Rice. 1.7. Various types of launch of aircraft-type UAVs: a – launch from the runway; b – launch from a catapult; c – start “by hand”

Rice. 1.8. Landing a UAV using a parachute

Rice. 1.9. Landing a UAV using a brake cable (illustration of US patent No. 7335067)

Take-offs and landings of traditional aircraft-type UAVs are a rather labor-intensive and costly process, requiring special auxiliary equipment (runways, launch and landing devices), so developers of new technology are increasingly turning to unconventional aircraft UAV designs that make it possible to create airfield-free UAS. We are talking primarily about vertical take-off and landing (VTOL) aircraft. Today, there are many types of GDP devices. Many of them are hybrids of airplanes and helicopters, therefore they are discussed in the following subsections (see below - “Rotorcraft”, “Convertiplanes”). Those VTOL aircraft, which have more properties of an airplane than a helicopter, usually have a jet engine, an impeller or small propellers as propulsion. They can be conditionally divided according to the position of the fuselage during takeoff and landing into devices with a vertical fuselage position (tailsitters, from English - tailsitter) and devices with a horizontal fuselage position.

Rice. 1.10. Tailsitter SkyTote – developed by AeroVironment (USA, 2006). The main purpose is fast delivery of small cargo.

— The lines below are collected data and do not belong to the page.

//! Council CLI - hear your inner council talk a challenge through.
//!
//! Generates a council conversation, then plays it turn by turn through
//! backend clips or local speech while printing who is speaking.

mod console;

use std::env;
use std::path::{Path, PathBuf};
use std::sync::Arc;
use std::time::Duration;

use async_trait::async_trait;
use clap::{Args, Parser, Subcommand};
use colored::Colorize;
use council_core::config::default_config;
use council_core::council::{available_councils, get_council};
use council_core::orchestrator::Snapshot;
use council_core::tts::generate_output_filename;
use council_core::{
    AgentEvent, Config, Council, CouncilBackend, CouncilError, DialogueSource, HttpClipPlayer,
    KokoroSpeech, LlmDialogueSource, LlmSettings, OrchestratorHandle, PersonaId,
    PlaybackOrchestrator, PlaybackState, SpeechResolver, Transcriber, Turn,
};
use serde::Deserialize;
use tokio::sync::{Mutex, mpsc};
use tracing::{debug, warn};
use tracing_subscriber::EnvFilter;

use crate::console::{banner, console_callback, textwrap, RULE_WIDTH};

const DEFAULT_CHALLENGE: &str =
    "I feel torn between work and life and I'm not sure how to move forward.";

#[derive(Parser)]
#[command(
    name = "council",
    version,
    about = "Inner Council - hear your inner voices talk it through",
    long_about = "Plays a conversation between the personas of your inner council, using backend clips, local speech or a silent dwell for each turn."
)]
struct Cli {
    /// TOML configuration file
    #[arg(short, long, global = true, value_name = "FILE")]
    config: Option<PathBuf>,

    /// Council to convene (overrides the config file)
    #[arg(long, global = true, value_name = "NAME")]
    council: Option<String>,

    #[command(subcommand)]
    command: Command,
}

#[derive(Subcommand)]
enum Command {
    /// Generate a council conversation about a challenge and play it
    Play(PlayArgs),
    /// Replay recorded voice-agent events (JSON lines)
    Replay {
        #[arg(value_name = "EVENTS")]
        events: PathBuf,
    },
    /// List the available councils
    Councils,
}

#[derive(Args)]
struct PlayArgs {
    /// What's on your mind (read from stdin when omitted)
    #[arg(value_name = "CHALLENGE")]
    challenge: Option<String>,

    /// Number of council turns to ask for
    #[arg(short, long, value_name = "TURNS")]
    turns: Option<usize>,

    /// Generate the dialogue with an OpenAI-compatible API instead of the backend
    #[arg(long)]
    direct: bool,

    /// Never fetch or play backend clips
    #[arg(long)]
    no_remote_audio: bool,

    /// Do not use the local speech engine
    #[arg(long)]
    no_local_voice: bool,

    /// Save locally spoken turns to a WAV file
    #[arg(long, value_name = "WAV")]
    record: Option<Option<PathBuf>>,

    /// Keep downloaded clips in this directory
    #[arg(long, value_name = "DIR")]
    keep_clips: Option<PathBuf>,

    /// Print a reset card after the conversation
    #[arg(long)]
    summary: bool,
}

/// One line of a replay file.
#[derive(Debug, Deserialize)]
struct ReplayLine {
    /// Offset from the start of the replay.
    #[serde(default)]
    at_ms: Option<u64>,
    #[serde(flatten)]
    event: AgentEvent,
}

/// Lines typed on stdin, shared by the challenge prompt and playback controls.
struct StdinTranscriber {
    lines: Mutex<mpsc::UnboundedReceiver<String>>,
}

impl StdinTranscriber {
    fn spawn() -> Arc<Self> {
        let (sender, lines) = mpsc::unbounded_channel();
        // A plain thread so a pending read never holds up runtime shutdown.
        std::thread::spawn(move || {
            for line in std::io::stdin().lines() {
                let Ok(line) = line else { break };
                if sender.send(line).is_err() {
                    break;
                }
            }
        });
        Arc::new(Self {
            lines: Mutex::new(lines),
        })
    }

    async fn next_line(&self) -> Option<String> {
        self.lines.lock().await.recv().await
    }
}

#[async_trait]
impl Transcriber for StdinTranscriber {
    async fn transcribe(&self) -> Result<String, CouncilError> {
        while let Some(line) = self.next_line().await {
            let line = line.trim();
            if !line.is_empty() {
                return Ok(line.to_string());
            }
        }
        Err(CouncilError::SessionStart("stdin closed".to_string()))
    }
}

#[tokio::main]
async fn main() -> Result<(), Box<dyn std::error::Error>> {
    // Load environment variables from .env file if present
    dotenvy::dotenv().ok();
    init_tracing();

    let cli = Cli::parse();

    let result = run(cli).await;
    if let Err(e) = result {
        eprintln!("{} {}", "Error:".red().bold(), e);
        std::process::exit(1);
    }

    Ok(())
}

fn init_tracing() {
    let filter = EnvFilter::try_from_default_env().unwrap_or_else(|_| EnvFilter::new("warn"));
    tracing_subscriber::fmt()
        .with_env_filter(filter)
        .with_writer(std::io::stderr)
        .with_target(false)
        .init();
}

async fn run(cli: Cli) -> Result<(), CouncilError> {
    let mut config = match &cli.config {
        Some(path) => Config::load(path)?,
        None => default_config(),
    };
    if let Ok(api_base) = env::var("COUNCIL_API_BASE") {
        config.backend.api_base = api_base;
    }
    if let Some(name) = &cli.council {
        config.council.name = name.clone();
    }

    if let Command::Councils = cli.command {
        list_councils();
        return Ok(());
    }

    let council = get_council(&config.council.name).ok_or_else(|| {
        CouncilError::UnknownCouncil(format!(
            "'{}'. Available councils: {}",
            config.council.name,
            available_councils().join(", ")
        ))
    })?;

    match cli.command {
        Command::Play(args) => play(&config, council.as_ref(), args).await,
        Command::Replay { events } => replay(&config, council.as_ref(), &events).await,
        Command::Councils => Ok(()),
    }
}

fn list_councils() {
    println!("{}", "Available councils:".bold());
    for name in available_councils() {
        if let Some(council) = get_council(name) {
            let members = council
                .members()
                .iter()
                .map(|p| p.label())
                .collect::<Vec<_>>()
                .join(", ");
            println!(
                "  {} - {} ({})",
                name.bright_cyan(),
                council.display_name(),
                members.dimmed()
            );
        }
    }
}

fn llm_settings(config: &Config) -> LlmSettings {
    let api_base = env::var("OPENAI_API_BASE")
        .or_else(|_| env::var("OPENAI_BASE_URL"))
        .unwrap_or_else(|_| "https://api.openai.com/v1".to_string());

    let api_key = env::var("OPENAI_API_KEY").unwrap_or_else(|_| {
        eprintln!(
            "{}",
            "Warning: OPENAI_API_KEY not set. API calls may fail.".yellow()
        );
        String::new()
    });

    LlmSettings::new(api_base, api_key, config)
}

async fn play(config: &Config, council: &dyn Council, args: PlayArgs) -> Result<(), CouncilError> {
    let input = StdinTranscriber::spawn();

    let challenge = match args.challenge.clone() {
        Some(challenge) => challenge,
        None => {
            println!("{}", "What's on your mind? (press Enter when done)".bold());
            input.transcribe().await.unwrap_or_else(|e| {
                debug!(error = %e, "no challenge typed, using the default");
                DEFAULT_CHALLENGE.to_string()
            })
        }
    };
    let wanted = args.turns.unwrap_or(config.backend.default_turns).max(1);

    banner(&format!("Inner Council - {}", council.display_name()));
    println!("{} {}", "Challenge:".bold(), challenge.bright_white());
    println!();

    let backend = Arc::new(CouncilBackend::new(&config.backend)?);
    let llm = if args.direct || args.summary {
        Some(LlmDialogueSource::new(
            llm_settings(config),
            council,
            config.prompts.clone(),
        )?)
    } else {
        None
    };

    let mut turns = match (&llm, args.direct) {
        (Some(llm), true) => llm.generate(&challenge, wanted).await?,
        _ => backend.generate(&challenge, wanted).await?,
    };
    if turns.is_empty() {
        return Err(CouncilError::GenerationRequest(
            "No council dialogue returned".to_string(),
        ));
    }
    if args.no_remote_audio {
        for turn in &mut turns {
            turn.audio_ref = None;
        }
    }

    let mut resolver = SpeechResolver::from_config(config);
    if !args.no_remote_audio {
        let mut player = HttpClipPlayer::new(&config.backend)?;
        if let Some(dir) = &args.keep_clips {
            tokio::fs::create_dir_all(dir).await?;
            player = player.with_save_dir(dir.clone());
        }
        resolver = resolver
            .with_player(Arc::new(player))
            .with_clip_source(backend.clone());
    }

    let local = if args.no_local_voice {
        None
    } else {
        match KokoroSpeech::new(config.playback.speech_rate).await {
            Ok(speech) if args.record.is_some() => Some(Arc::new(speech.with_recording())),
            Ok(speech) => Some(Arc::new(speech)),
            Err(e) => {
                warn!(error = %e, "local speech unavailable");
                eprintln!("{}", format!("Local voice unavailable: {}", e).yellow());
                None
            }
        }
    };
    if let Some(local) = &local {
        resolver = resolver.with_local_speech(local.clone());
    }

    let mut transcript = vec![Turn::new(PersonaId::User, challenge.clone())];
    transcript.extend(turns.iter().cloned());

    let orchestrator = PlaybackOrchestrator::new(Arc::new(resolver), council, &config.playback)?
        .with_callback(console_callback());
    let (handle, task) = orchestrator.spawn();
    handle.start(turns)?;

    println!(
        "{}",
        "Controls: Enter or 'p' to pause/resume, 'q' to stop".dimmed()
    );
    println!();
    control_playback(&handle, &input).await?;

    handle.shutdown()?;
    let _ = task.await;

    if let Some(record) = &args.record {
        let path = record
            .clone()
            .unwrap_or_else(|| PathBuf::from(generate_output_filename(&challenge)));
        save_recording(local.as_deref(), &path)?;
    }

    if let Some(llm) = &llm {
        if args.summary {
            print_reset_card(llm, &transcript).await?;
        }
    }

    Ok(())
}

/// Forward typed commands until playback ends or the user quits.
async fn control_playback(
    handle: &OrchestratorHandle,
    input: &StdinTranscriber,
) -> Result<(), CouncilError> {
    loop {
        tokio::select! {
            line = input.next_line() => match line.as_deref().map(str::trim) {
                Some("q") | Some("quit") => {
                    handle.stop()?;
                    println!("{}", "Stopped.".yellow());
                    return Ok(());
                }
                Some("") | Some("p") => handle.toggle_pause()?,
                Some(other) => println!("{}", format!("Unknown command '{}'", other).dimmed()),
                None => {
                    wait_until_done(handle).await?;
                    return Ok(());
                }
            },
            done = wait_until_done(handle) => {
                done?;
                return Ok(());
            }
        }
    }
}

/// Poll until the session is finished or stopped.
async fn wait_until_done(handle: &OrchestratorHandle) -> Result<Snapshot, CouncilError> {
    loop {
        let snapshot = handle.snapshot().await?;
        if matches!(snapshot.state, PlaybackState::Finished | PlaybackState::Idle) {
            return Ok(snapshot);
        }
        tokio::time::sleep(Duration::from_millis(200)).await;
    }
}

fn save_recording(local: Option<&KokoroSpeech>, path: &Path) -> Result<(), CouncilError> {
    let saved = match local {
        Some(speech) => speech.save_recording(path)?,
        None => false,
    };
    if saved {
        println!("{} {}", "Recording saved:".bold(), path.display());
    } else {
        println!(
            "{}",
            "Nothing was spoken locally, so there is no recording.".dimmed()
        );
    }
    Ok(())
}

async fn print_reset_card(llm: &LlmDialogueSource, transcript: &[Turn]) -> Result<(), CouncilError> {
    let card = llm.reset_card(transcript).await?;
    println!();
    println!("{}", "Reset Card".bright_green().bold());
    println!("{}", "─".repeat(RULE_WIDTH).bright_green());
    for line in card.lines() {
        println!("  {}", textwrap(line, RULE_WIDTH - 4));
    }
    println!("{}", "─".repeat(RULE_WIDTH).bright_green());
    Ok(())
}

async fn replay(config: &Config, council: &dyn Council, path: &Path) -> Result<(), CouncilError> {
    let content = tokio::fs::read_to_string(path).await?;
    let lines = parse_replay(&content)
        .map_err(|e| CouncilError::ConfigError(format!("{}: {}", path.display(), e)))?;

    banner(&format!("Inner Council - {} (replay)", council.display_name()));

    // Agent audio is not ours to play; only the highlight schedule runs.
    let resolver = Arc::new(SpeechResolver::from_config(config));
    let orchestrator =
        PlaybackOrchestrator::new(resolver, council, &config.playback)?.with_callback(console_callback());
    let (handle, task) = orchestrator.spawn();

    let started = tokio::time::Instant::now();
    for line in lines {
        if let Some(at_ms) = line.at_ms {
            tokio::time::sleep_until(started + Duration::from_millis(at_ms)).await;
        }
        handle.agent_event(line.event)?;
    }
    wait_until_done(&handle).await?;

    handle.shutdown()?;
    let _ = task.await;
    Ok(())
}

fn parse_replay(content: &str) -> Result<Vec<ReplayLine>, String> {
    content
        .lines()
        .enumerate()
        .filter(|(_, line)| !line.trim().is_empty())
        .map(|(number, line)| {
            serde_json::from_str::<ReplayLine>(line)
                .map_err(|e| format!("line {}: {}", number + 1, e))
        })
        .collect()
}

Tailsitters usually start with their tail resting on the ground. If tractor propellers are used as propulsion, they are located in the bow (as in the example shown in Fig. 1.10). Landing, as well as take-off, for such devices is usually carried out vertically. The most difficult thing for a VTOL aircraft is the transition from the vertical phase of flight to the horizontal phase and back. In the one shown in Fig. 1.10 SkyTote UAV, for example, even a special neural network controller is used to control the flight in these phases.

Recently, tailsitters are increasingly using impellers as propulsors, especially if the propulsor is a pusher and is located in the tail of the vehicle - this is energetically more favorable than a conventional propeller. An example is the development of a group of researchers at the South Korean Institute KAIST (Korea Advanced Institute of Science and Technology) (Fig. 1.11). The presented unmanned tailsitter has the ability to take off and land both vertically and horizontally (i.e., like an airplane - on a runway).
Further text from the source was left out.